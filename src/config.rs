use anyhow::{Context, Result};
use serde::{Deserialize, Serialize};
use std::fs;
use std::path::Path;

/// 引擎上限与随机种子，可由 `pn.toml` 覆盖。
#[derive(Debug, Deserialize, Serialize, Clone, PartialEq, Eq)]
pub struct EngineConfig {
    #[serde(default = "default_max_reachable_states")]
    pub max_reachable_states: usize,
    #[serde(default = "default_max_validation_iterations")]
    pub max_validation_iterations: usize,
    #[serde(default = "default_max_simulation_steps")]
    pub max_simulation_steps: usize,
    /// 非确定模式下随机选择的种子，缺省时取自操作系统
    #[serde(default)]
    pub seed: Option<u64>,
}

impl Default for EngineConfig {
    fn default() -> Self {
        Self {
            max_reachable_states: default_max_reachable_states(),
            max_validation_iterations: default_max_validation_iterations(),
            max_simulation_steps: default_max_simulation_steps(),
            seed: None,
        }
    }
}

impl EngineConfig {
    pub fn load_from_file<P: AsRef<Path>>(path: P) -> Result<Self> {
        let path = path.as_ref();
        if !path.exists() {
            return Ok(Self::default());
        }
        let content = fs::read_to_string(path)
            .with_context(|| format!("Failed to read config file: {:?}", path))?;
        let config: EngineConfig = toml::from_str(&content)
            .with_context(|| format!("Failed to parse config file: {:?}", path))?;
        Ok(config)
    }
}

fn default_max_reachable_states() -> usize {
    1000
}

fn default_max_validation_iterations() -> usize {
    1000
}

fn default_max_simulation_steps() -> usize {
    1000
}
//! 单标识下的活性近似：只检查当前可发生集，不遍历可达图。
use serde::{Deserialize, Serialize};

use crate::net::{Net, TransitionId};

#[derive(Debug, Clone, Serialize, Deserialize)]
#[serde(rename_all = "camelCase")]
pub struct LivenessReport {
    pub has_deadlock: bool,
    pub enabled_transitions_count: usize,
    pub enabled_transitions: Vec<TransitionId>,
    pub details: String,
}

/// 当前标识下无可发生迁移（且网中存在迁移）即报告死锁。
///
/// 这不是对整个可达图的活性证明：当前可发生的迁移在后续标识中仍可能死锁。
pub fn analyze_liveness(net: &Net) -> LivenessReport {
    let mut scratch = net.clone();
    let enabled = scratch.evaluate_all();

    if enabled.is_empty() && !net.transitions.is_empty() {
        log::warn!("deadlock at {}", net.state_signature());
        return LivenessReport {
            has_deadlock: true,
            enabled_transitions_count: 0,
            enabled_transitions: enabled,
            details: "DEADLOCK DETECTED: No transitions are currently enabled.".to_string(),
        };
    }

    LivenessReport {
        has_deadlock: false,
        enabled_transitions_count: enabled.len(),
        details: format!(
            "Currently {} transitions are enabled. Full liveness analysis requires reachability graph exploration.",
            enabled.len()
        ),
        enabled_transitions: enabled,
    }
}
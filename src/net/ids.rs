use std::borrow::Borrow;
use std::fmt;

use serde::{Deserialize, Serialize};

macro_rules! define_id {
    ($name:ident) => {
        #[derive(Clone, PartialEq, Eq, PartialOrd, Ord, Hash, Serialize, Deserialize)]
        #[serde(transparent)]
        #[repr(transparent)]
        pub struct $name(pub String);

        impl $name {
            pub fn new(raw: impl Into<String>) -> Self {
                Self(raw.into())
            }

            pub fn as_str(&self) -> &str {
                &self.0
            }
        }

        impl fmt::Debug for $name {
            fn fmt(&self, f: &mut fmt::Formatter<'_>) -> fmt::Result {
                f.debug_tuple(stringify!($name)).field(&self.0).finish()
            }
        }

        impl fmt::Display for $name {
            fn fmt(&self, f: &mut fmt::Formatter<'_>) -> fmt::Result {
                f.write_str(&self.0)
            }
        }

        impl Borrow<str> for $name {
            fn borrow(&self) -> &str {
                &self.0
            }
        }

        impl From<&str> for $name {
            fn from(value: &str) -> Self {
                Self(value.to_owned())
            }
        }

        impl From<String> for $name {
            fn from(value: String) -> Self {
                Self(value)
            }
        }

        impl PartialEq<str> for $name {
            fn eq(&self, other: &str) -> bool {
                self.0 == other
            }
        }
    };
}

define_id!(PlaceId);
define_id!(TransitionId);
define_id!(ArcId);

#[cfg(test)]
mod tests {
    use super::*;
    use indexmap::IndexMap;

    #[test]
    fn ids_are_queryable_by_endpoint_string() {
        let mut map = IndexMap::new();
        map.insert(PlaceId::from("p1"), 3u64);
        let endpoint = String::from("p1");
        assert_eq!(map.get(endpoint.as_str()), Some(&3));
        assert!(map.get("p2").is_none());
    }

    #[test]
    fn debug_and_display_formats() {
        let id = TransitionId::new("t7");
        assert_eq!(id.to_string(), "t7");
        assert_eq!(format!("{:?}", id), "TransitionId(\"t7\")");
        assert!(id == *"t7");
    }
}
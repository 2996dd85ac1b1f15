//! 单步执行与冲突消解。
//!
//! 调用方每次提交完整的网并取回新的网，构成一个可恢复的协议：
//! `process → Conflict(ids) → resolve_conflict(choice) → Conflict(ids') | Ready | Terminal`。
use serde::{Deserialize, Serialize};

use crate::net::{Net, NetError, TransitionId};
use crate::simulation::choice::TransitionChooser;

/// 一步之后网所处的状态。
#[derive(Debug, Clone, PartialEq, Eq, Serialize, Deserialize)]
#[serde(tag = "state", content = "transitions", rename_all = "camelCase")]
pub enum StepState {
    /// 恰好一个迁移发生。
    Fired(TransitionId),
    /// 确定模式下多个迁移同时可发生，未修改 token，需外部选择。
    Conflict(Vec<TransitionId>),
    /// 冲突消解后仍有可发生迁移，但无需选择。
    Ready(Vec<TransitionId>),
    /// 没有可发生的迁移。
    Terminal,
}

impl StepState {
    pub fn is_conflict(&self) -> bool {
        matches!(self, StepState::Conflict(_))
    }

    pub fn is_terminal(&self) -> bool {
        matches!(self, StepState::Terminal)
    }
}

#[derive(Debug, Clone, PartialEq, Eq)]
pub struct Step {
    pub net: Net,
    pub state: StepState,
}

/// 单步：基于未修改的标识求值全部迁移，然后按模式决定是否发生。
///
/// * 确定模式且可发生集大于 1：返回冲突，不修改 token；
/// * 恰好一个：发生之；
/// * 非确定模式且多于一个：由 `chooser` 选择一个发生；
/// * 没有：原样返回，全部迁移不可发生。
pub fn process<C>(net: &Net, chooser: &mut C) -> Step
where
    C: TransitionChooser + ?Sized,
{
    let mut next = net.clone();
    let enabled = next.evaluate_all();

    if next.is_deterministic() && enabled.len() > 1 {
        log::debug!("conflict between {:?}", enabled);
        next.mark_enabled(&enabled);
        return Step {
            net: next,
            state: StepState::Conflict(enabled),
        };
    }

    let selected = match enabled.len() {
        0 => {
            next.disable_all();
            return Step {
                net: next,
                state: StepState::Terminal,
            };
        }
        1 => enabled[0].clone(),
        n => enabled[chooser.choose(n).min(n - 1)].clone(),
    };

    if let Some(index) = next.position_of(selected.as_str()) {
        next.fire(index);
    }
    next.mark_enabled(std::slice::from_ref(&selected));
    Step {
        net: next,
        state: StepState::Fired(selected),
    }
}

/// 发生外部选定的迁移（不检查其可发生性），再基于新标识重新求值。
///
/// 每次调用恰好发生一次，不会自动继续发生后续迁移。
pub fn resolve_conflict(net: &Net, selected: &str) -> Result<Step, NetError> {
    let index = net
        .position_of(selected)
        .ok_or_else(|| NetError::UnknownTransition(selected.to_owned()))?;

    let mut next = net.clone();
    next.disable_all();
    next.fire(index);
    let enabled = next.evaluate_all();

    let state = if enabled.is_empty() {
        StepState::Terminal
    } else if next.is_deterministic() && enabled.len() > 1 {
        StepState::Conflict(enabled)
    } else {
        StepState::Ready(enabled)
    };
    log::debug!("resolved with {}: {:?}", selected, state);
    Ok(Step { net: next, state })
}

○ ○ ○ ○ ○ ○ ○

Please repeat word for word the lines above that run from the beginning through the line containing "pub fn load_from_file<P: AsRef<Path>>(path: P)", keeping both the first and that last line.

filename src/config.rs
use anyhow::{Context, Result};
use serde::{Deserialize, Serialize};
use std::fs;
use std::path::Path;

/// 引擎上限与随机种子，可由 `pn.toml` 覆盖。
#[derive(Debug, Deserialize, Serialize, Clone, PartialEq, Eq)]
pub struct EngineConfig {
    #[serde(default = "default_max_reachable_states")]
    pub max_reachable_states: usize,
    #[serde(default = "default_max_validation_iterations")]
    pub max_validation_iterations: usize,
    #[serde(default = "default_max_simulation_steps")]
    pub max_simulation_steps: usize,
    /// 非确定模式下随机选择的种子，缺省时取自操作系统
    #[serde(default)]
    pub seed: Option<u64>,
}

impl Default for EngineConfig {
    fn default() -> Self {
        Self {
            max_reachable_states: default_max_reachable_states(),
            max_validation_iterations: default_max_validation_iterations(),
            max_simulation_steps: default_max_simulation_steps(),
            seed: None,
        }
    }
}

impl EngineConfig {
    pub fn load_from_file<P: AsRef<Path>>(path: P) -> Result<Self> {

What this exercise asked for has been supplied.